▶ EXERCISE DETAILS: Run through the records and, wherever a line holds the word "QuestionSet", return that line.
===== DATA UNDER STUDY =====
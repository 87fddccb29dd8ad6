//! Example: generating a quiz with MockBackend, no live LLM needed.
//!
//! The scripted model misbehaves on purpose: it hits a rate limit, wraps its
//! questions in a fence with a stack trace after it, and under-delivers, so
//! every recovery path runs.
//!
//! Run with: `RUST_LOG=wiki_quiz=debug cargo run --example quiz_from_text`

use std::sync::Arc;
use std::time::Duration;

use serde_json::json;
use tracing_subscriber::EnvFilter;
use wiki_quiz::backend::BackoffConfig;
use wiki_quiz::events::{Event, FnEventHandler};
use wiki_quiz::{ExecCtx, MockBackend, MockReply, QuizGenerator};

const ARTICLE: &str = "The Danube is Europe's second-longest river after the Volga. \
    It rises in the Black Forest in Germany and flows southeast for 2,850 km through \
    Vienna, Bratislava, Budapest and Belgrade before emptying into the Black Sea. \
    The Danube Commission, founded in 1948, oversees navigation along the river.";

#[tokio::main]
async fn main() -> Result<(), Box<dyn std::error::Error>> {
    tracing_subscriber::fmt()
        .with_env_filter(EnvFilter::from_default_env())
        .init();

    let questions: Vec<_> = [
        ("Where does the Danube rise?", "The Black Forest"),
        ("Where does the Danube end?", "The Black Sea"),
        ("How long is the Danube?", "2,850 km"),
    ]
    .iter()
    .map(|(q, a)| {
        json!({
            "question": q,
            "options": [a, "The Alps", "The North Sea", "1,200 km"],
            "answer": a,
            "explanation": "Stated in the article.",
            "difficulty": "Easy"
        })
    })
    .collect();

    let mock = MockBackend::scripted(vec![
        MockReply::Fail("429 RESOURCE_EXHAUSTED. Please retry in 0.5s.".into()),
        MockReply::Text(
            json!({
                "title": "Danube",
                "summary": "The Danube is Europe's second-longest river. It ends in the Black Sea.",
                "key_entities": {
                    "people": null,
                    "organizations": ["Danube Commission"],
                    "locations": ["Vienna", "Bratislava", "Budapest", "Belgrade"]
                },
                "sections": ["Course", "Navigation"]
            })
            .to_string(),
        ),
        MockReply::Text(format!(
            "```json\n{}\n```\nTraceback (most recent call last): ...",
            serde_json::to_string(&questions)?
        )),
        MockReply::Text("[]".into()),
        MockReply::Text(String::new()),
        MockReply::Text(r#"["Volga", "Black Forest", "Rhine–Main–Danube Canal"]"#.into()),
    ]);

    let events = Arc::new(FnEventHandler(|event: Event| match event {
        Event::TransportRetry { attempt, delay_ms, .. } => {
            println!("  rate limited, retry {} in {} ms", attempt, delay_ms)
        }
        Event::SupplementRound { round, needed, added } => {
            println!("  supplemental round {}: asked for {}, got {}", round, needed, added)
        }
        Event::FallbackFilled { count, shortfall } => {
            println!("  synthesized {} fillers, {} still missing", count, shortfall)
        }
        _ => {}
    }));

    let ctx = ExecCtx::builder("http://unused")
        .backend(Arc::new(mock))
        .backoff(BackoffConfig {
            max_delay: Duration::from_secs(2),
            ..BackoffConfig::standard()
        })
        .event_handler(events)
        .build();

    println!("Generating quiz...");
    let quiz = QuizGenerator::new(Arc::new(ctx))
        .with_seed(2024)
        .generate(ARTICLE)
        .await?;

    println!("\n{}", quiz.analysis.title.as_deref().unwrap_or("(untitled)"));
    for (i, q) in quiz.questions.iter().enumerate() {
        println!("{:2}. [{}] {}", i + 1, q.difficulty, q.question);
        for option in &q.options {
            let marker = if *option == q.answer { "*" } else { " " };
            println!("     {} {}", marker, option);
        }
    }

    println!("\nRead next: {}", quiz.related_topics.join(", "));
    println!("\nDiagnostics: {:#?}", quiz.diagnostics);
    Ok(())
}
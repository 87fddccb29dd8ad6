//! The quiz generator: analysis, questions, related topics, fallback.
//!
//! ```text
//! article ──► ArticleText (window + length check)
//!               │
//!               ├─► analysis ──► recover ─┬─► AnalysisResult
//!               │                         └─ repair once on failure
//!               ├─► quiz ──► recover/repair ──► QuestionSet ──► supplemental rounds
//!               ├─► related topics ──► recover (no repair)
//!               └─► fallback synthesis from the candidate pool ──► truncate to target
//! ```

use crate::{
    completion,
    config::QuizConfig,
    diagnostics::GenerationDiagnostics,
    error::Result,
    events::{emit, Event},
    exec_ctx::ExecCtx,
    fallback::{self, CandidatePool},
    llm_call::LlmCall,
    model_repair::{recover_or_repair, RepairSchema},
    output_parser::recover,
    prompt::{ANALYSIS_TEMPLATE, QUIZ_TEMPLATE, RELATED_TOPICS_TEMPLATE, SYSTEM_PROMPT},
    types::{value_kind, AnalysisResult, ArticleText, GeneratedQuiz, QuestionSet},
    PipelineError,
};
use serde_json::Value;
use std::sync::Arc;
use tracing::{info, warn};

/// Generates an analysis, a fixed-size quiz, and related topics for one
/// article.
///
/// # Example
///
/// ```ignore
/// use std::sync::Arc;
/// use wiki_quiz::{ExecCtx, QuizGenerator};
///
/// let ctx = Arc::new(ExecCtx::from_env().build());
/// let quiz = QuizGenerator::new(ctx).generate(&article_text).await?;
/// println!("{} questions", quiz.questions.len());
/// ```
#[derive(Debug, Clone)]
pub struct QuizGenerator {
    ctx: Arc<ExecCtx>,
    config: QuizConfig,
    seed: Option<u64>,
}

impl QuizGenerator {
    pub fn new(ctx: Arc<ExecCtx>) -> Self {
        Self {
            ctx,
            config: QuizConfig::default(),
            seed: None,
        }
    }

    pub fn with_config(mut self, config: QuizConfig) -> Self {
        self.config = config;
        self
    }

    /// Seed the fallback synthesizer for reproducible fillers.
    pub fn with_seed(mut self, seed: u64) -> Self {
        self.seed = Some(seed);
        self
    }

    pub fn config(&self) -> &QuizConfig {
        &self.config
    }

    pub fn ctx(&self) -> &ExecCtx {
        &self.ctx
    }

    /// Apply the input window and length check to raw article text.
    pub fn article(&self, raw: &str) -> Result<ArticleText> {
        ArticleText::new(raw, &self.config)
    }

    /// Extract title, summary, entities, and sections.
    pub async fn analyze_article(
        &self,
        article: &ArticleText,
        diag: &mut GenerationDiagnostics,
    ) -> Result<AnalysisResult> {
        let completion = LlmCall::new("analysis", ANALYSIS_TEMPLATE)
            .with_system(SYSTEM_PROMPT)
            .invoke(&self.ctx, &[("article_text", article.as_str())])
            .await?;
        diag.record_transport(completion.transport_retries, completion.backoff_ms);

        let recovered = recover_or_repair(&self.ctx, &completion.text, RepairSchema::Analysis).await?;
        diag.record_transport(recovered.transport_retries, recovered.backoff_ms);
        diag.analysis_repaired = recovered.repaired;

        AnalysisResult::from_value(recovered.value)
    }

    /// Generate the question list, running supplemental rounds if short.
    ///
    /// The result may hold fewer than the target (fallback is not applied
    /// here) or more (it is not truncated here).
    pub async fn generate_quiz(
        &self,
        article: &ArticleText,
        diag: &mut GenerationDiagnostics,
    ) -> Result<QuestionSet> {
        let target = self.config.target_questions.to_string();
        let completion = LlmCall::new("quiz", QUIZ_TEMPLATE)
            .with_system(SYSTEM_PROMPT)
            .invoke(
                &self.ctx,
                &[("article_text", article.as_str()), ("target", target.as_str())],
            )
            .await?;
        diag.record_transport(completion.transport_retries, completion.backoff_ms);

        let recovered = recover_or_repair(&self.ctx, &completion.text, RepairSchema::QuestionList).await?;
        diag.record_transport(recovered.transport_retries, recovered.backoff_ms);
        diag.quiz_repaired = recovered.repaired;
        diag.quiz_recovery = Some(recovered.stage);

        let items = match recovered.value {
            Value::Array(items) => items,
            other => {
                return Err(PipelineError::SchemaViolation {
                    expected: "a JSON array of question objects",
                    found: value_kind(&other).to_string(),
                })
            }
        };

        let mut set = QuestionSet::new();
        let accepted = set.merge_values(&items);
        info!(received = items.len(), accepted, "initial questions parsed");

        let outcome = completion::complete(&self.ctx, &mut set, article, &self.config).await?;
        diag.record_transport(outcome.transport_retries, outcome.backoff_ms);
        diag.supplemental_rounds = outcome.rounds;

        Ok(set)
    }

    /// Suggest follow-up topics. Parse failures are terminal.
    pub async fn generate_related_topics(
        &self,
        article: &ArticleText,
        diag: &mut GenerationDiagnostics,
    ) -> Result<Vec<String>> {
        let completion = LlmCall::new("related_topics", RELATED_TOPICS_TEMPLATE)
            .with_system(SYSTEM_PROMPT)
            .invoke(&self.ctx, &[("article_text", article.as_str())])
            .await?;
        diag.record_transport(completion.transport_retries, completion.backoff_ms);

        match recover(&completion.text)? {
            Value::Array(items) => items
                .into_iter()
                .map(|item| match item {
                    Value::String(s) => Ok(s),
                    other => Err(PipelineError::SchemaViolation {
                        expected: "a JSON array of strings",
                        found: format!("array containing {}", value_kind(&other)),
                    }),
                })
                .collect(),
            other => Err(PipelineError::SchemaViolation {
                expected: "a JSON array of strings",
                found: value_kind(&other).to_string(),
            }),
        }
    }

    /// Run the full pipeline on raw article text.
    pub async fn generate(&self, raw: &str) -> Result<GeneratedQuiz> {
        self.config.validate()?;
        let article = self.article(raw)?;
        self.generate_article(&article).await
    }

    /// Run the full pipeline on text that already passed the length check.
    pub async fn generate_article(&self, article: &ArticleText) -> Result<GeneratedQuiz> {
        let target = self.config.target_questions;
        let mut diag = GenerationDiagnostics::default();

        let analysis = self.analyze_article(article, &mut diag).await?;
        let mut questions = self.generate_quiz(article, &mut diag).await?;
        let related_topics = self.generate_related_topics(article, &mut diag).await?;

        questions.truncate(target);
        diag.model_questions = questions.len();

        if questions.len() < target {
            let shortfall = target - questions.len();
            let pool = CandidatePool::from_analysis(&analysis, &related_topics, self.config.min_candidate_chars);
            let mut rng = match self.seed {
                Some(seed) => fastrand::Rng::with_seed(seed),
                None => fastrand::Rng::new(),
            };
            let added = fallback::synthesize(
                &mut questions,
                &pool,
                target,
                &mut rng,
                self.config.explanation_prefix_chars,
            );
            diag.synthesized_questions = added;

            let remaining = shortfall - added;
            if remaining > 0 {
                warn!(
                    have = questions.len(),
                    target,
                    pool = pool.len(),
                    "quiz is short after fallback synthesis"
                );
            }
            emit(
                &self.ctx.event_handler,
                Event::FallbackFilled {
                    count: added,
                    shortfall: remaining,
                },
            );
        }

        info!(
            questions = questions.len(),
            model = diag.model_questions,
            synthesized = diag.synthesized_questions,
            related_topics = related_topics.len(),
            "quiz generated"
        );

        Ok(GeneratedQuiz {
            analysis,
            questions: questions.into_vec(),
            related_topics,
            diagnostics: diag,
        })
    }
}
=====
===== DATA UNDER STUDY =====
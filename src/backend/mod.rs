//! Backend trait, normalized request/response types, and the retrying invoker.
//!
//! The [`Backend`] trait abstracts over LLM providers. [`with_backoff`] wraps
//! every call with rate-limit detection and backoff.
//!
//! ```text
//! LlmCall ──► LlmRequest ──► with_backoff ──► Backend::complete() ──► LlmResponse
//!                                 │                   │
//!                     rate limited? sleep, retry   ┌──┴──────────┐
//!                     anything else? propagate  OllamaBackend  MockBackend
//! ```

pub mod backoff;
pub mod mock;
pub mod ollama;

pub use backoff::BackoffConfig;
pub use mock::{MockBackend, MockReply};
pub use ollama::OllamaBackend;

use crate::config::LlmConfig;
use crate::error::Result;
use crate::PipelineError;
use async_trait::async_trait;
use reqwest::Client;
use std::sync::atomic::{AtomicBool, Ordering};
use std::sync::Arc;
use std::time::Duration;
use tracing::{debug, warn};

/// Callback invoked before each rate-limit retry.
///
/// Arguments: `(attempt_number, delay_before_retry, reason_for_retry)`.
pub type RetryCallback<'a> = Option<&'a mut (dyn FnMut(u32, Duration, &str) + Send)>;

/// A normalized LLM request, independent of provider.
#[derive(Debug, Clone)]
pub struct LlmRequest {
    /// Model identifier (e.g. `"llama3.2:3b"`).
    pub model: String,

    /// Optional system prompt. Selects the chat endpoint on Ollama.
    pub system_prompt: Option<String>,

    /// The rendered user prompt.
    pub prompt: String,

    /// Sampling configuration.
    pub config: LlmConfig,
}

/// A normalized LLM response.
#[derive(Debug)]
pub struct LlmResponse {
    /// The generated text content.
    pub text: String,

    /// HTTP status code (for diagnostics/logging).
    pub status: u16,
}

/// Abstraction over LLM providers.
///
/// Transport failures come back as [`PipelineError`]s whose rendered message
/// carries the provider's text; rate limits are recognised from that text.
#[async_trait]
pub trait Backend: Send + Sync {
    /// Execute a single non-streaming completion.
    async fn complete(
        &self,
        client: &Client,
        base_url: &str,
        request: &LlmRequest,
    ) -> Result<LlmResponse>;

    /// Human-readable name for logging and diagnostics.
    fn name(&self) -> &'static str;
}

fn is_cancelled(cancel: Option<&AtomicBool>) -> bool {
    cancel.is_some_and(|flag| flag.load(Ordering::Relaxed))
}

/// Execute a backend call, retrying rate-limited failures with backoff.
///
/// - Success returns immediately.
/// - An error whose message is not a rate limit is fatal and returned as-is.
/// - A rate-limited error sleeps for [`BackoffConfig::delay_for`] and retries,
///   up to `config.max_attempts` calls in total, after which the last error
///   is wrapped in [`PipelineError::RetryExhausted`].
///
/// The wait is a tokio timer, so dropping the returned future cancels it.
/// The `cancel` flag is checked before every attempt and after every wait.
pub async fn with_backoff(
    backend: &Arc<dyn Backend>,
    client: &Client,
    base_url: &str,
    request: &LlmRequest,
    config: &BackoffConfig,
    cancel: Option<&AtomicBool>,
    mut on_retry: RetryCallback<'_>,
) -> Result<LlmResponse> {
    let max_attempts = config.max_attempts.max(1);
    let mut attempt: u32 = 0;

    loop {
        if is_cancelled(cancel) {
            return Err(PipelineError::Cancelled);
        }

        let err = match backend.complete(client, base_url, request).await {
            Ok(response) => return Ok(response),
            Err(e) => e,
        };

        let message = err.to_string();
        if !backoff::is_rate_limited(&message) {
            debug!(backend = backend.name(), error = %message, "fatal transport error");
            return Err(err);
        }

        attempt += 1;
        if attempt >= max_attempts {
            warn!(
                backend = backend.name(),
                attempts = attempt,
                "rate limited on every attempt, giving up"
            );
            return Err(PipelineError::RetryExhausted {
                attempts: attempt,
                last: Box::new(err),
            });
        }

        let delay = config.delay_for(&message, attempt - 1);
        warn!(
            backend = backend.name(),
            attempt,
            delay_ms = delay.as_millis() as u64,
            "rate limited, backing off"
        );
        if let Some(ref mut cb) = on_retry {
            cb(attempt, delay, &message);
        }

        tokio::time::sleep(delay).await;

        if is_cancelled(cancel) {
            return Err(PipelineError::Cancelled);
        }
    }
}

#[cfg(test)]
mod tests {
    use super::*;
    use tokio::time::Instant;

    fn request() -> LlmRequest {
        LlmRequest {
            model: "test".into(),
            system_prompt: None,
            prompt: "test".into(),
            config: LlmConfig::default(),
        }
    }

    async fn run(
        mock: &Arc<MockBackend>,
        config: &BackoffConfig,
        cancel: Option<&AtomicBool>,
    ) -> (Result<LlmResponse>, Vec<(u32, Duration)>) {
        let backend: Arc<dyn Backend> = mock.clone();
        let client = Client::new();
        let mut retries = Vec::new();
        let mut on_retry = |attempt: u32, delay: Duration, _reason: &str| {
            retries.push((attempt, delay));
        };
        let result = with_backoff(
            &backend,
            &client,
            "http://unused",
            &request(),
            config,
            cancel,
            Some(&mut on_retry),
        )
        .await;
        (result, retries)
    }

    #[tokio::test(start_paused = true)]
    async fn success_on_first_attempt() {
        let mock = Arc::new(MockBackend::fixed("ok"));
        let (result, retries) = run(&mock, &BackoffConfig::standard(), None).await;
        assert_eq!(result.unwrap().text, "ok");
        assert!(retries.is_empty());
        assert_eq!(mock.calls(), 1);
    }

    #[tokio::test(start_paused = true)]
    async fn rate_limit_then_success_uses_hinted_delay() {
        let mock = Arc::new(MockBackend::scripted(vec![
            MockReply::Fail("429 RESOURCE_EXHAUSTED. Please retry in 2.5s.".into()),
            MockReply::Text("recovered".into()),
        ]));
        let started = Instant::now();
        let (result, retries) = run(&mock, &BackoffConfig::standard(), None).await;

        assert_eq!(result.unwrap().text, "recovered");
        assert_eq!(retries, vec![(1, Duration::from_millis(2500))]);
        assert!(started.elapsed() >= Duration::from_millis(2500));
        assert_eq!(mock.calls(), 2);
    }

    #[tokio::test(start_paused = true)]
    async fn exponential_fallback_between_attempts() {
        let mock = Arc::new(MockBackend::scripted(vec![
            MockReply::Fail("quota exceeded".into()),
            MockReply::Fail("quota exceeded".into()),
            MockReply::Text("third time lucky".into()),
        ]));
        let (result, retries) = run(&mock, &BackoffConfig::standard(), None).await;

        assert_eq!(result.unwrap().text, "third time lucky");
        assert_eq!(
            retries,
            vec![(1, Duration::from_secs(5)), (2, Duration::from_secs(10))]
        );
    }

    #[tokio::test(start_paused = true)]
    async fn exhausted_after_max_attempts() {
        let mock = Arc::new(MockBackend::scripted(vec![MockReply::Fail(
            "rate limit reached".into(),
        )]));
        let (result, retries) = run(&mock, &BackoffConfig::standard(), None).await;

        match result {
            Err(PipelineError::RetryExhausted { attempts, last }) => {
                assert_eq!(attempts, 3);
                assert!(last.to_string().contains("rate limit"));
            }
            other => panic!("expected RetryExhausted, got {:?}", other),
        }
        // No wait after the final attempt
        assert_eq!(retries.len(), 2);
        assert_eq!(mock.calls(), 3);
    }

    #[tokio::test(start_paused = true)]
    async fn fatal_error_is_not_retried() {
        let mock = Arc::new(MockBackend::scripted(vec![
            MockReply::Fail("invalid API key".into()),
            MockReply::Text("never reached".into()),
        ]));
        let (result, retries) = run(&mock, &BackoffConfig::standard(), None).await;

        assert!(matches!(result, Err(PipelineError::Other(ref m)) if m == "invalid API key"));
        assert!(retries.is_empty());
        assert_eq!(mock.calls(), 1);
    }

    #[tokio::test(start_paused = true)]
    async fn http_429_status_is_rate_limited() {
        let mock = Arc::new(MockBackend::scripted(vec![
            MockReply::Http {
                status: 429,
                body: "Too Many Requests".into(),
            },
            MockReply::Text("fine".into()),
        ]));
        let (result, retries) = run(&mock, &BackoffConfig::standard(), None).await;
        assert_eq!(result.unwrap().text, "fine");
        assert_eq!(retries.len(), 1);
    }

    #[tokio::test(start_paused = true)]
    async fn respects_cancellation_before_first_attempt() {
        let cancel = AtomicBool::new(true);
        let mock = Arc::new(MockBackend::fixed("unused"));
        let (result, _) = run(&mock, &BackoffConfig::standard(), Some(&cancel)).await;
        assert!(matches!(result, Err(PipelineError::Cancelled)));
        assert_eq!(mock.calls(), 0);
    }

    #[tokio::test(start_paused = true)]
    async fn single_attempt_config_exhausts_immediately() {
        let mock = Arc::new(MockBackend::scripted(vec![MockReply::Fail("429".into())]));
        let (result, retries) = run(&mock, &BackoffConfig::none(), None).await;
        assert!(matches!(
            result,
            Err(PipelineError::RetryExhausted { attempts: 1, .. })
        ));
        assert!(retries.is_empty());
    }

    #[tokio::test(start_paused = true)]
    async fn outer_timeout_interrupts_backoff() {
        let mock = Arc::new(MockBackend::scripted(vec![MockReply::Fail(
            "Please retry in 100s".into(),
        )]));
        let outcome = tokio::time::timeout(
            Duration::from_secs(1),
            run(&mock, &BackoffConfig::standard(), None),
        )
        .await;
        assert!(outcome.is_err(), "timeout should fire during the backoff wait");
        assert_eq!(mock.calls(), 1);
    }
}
=====
▶ COMPLETED TASK:
//!               ├─► quiz ──► recover/repair ──► QuestionSet ──► supplemental rounds
    types::{value_kind, AnalysisResult, ArticleText, GeneratedQuiz, QuestionSet},
    ) -> Result<QuestionSet> {
        let mut set = QuestionSet::new();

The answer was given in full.